**Goal of the exercise**:
Report all lines of the records that contain "buffer".

------ Data for processing ------

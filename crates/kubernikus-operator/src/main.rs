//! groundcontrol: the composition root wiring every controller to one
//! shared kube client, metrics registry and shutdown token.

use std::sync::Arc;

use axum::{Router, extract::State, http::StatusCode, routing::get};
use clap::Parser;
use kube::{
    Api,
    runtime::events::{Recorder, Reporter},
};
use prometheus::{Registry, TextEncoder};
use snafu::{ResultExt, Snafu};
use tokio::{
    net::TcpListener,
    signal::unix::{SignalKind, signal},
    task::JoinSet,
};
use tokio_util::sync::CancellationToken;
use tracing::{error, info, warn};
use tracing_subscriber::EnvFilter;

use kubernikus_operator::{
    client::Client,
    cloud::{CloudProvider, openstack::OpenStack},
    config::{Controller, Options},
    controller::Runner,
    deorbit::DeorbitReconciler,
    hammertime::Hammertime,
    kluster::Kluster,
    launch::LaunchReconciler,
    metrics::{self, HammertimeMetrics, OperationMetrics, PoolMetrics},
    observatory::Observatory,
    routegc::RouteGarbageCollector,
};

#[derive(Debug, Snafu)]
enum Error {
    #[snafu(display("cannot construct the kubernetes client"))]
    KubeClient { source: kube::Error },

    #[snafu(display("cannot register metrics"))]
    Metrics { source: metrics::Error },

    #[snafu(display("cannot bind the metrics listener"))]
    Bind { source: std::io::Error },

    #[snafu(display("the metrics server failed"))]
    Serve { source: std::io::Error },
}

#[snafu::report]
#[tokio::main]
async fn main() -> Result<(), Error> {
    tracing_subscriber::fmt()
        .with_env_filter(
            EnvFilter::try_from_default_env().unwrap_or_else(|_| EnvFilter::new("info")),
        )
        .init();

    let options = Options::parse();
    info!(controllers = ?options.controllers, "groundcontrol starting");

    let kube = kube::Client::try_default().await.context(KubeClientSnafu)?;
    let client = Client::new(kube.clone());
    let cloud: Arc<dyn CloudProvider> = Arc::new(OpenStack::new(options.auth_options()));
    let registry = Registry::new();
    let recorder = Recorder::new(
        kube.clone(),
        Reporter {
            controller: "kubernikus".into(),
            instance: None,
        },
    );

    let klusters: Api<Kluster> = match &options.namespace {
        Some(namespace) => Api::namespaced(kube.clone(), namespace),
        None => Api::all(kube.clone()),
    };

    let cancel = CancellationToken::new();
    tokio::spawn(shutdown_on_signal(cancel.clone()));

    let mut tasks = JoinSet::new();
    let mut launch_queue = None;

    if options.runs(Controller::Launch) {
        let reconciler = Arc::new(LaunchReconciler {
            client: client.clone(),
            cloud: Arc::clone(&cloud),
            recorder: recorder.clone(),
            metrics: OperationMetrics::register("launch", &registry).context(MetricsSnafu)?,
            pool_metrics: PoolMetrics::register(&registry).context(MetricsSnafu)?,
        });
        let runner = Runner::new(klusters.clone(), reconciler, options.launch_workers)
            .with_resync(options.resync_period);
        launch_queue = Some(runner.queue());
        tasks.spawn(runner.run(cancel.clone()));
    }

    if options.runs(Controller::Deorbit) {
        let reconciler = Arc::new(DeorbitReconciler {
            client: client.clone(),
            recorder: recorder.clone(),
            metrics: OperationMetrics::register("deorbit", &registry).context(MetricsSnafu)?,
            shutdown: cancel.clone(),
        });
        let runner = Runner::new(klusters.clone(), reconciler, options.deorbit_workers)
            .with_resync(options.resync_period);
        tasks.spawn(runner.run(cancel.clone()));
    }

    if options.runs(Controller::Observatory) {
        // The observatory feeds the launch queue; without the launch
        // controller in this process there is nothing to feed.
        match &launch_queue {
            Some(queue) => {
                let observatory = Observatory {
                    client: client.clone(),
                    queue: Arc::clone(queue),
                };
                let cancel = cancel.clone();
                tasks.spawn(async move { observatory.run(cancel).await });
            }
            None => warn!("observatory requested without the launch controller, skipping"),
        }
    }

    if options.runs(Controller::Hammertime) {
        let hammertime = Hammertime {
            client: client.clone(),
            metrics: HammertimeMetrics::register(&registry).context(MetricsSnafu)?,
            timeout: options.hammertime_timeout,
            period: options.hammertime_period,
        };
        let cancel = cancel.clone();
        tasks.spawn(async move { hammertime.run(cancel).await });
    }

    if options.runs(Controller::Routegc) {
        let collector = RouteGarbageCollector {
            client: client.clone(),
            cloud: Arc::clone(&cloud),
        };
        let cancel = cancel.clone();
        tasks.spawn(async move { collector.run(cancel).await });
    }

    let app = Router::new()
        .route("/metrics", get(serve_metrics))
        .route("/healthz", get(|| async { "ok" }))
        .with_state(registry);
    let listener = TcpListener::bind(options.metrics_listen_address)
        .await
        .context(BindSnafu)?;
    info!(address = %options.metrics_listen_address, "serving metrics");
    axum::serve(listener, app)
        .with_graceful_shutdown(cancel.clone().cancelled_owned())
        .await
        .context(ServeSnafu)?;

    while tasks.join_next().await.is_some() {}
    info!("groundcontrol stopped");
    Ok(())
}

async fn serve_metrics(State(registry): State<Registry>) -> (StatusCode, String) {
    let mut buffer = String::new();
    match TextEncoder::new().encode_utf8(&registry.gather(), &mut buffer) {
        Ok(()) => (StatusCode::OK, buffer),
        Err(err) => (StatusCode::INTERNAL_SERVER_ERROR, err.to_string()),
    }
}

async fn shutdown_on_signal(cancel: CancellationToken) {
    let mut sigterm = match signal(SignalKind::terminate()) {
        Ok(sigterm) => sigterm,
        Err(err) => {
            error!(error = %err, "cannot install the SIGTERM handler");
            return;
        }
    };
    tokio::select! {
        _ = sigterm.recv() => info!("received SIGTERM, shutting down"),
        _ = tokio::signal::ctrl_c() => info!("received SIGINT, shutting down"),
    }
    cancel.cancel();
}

------
------ Data for processing ------

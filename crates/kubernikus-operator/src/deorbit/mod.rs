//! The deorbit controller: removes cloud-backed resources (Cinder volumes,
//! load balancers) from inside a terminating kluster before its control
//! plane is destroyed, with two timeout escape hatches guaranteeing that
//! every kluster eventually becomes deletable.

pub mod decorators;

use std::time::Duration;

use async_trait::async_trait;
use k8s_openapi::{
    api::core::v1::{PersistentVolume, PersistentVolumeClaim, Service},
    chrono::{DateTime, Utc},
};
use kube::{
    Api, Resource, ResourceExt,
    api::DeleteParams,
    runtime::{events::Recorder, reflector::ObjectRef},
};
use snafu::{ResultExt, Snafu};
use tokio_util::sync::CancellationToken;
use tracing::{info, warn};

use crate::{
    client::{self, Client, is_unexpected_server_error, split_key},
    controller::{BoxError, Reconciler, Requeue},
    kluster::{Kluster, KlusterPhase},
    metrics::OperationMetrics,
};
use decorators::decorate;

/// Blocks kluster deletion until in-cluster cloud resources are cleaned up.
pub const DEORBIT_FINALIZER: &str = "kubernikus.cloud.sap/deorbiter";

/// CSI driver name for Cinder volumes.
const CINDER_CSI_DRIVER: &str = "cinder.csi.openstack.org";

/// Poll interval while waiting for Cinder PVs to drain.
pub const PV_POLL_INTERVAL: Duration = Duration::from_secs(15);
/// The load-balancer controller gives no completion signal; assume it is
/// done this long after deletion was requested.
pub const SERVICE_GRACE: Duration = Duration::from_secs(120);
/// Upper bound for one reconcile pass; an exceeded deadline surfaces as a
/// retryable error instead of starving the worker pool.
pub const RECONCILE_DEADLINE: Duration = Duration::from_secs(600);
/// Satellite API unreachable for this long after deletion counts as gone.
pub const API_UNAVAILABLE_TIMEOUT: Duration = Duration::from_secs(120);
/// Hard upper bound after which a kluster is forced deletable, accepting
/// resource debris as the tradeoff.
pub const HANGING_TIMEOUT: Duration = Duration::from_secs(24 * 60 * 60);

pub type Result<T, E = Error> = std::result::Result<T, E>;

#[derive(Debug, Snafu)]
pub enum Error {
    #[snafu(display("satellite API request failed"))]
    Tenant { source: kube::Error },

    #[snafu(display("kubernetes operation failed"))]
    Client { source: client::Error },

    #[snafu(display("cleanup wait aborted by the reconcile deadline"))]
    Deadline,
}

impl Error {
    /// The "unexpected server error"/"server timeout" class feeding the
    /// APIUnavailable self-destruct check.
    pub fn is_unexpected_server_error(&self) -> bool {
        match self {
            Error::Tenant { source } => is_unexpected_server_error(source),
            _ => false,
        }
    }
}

------
------ Data for processing ------

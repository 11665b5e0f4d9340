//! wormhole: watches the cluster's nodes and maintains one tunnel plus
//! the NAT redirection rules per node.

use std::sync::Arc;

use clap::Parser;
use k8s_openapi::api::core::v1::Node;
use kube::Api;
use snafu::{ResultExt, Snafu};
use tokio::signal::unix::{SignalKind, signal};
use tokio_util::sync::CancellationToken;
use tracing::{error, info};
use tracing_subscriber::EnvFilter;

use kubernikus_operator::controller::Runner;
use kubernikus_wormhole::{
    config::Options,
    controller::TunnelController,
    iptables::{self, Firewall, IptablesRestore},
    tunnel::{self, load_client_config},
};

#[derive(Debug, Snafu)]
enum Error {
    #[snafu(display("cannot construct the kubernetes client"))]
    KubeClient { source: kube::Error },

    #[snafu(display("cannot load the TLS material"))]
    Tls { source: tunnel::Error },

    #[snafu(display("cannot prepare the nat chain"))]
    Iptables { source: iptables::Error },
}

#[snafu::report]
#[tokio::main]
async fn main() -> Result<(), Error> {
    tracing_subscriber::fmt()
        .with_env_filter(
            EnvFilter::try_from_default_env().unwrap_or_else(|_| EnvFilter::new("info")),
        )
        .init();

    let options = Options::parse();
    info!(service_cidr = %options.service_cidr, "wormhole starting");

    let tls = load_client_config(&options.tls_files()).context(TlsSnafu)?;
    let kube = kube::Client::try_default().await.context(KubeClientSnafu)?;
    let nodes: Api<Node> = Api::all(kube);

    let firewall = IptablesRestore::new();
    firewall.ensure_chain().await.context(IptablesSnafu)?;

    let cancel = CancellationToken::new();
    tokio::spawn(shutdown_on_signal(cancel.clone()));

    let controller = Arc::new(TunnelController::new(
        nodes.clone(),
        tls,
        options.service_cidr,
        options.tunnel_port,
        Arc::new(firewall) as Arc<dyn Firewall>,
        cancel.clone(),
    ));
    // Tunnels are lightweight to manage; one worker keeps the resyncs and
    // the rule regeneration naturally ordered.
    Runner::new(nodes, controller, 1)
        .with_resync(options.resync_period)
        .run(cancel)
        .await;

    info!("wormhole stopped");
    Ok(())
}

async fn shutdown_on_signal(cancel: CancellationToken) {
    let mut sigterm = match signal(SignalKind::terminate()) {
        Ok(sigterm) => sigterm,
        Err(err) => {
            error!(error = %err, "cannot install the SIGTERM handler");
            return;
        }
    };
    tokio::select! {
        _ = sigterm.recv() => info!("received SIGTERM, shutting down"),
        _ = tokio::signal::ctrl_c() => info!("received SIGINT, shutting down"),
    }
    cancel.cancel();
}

------

**Exercise solution**:
    let mut buffer = String::new();
    match TextEncoder::new().encode_utf8(&registry.gather(), &mut buffer) {
        Ok(()) => (StatusCode::OK, buffer),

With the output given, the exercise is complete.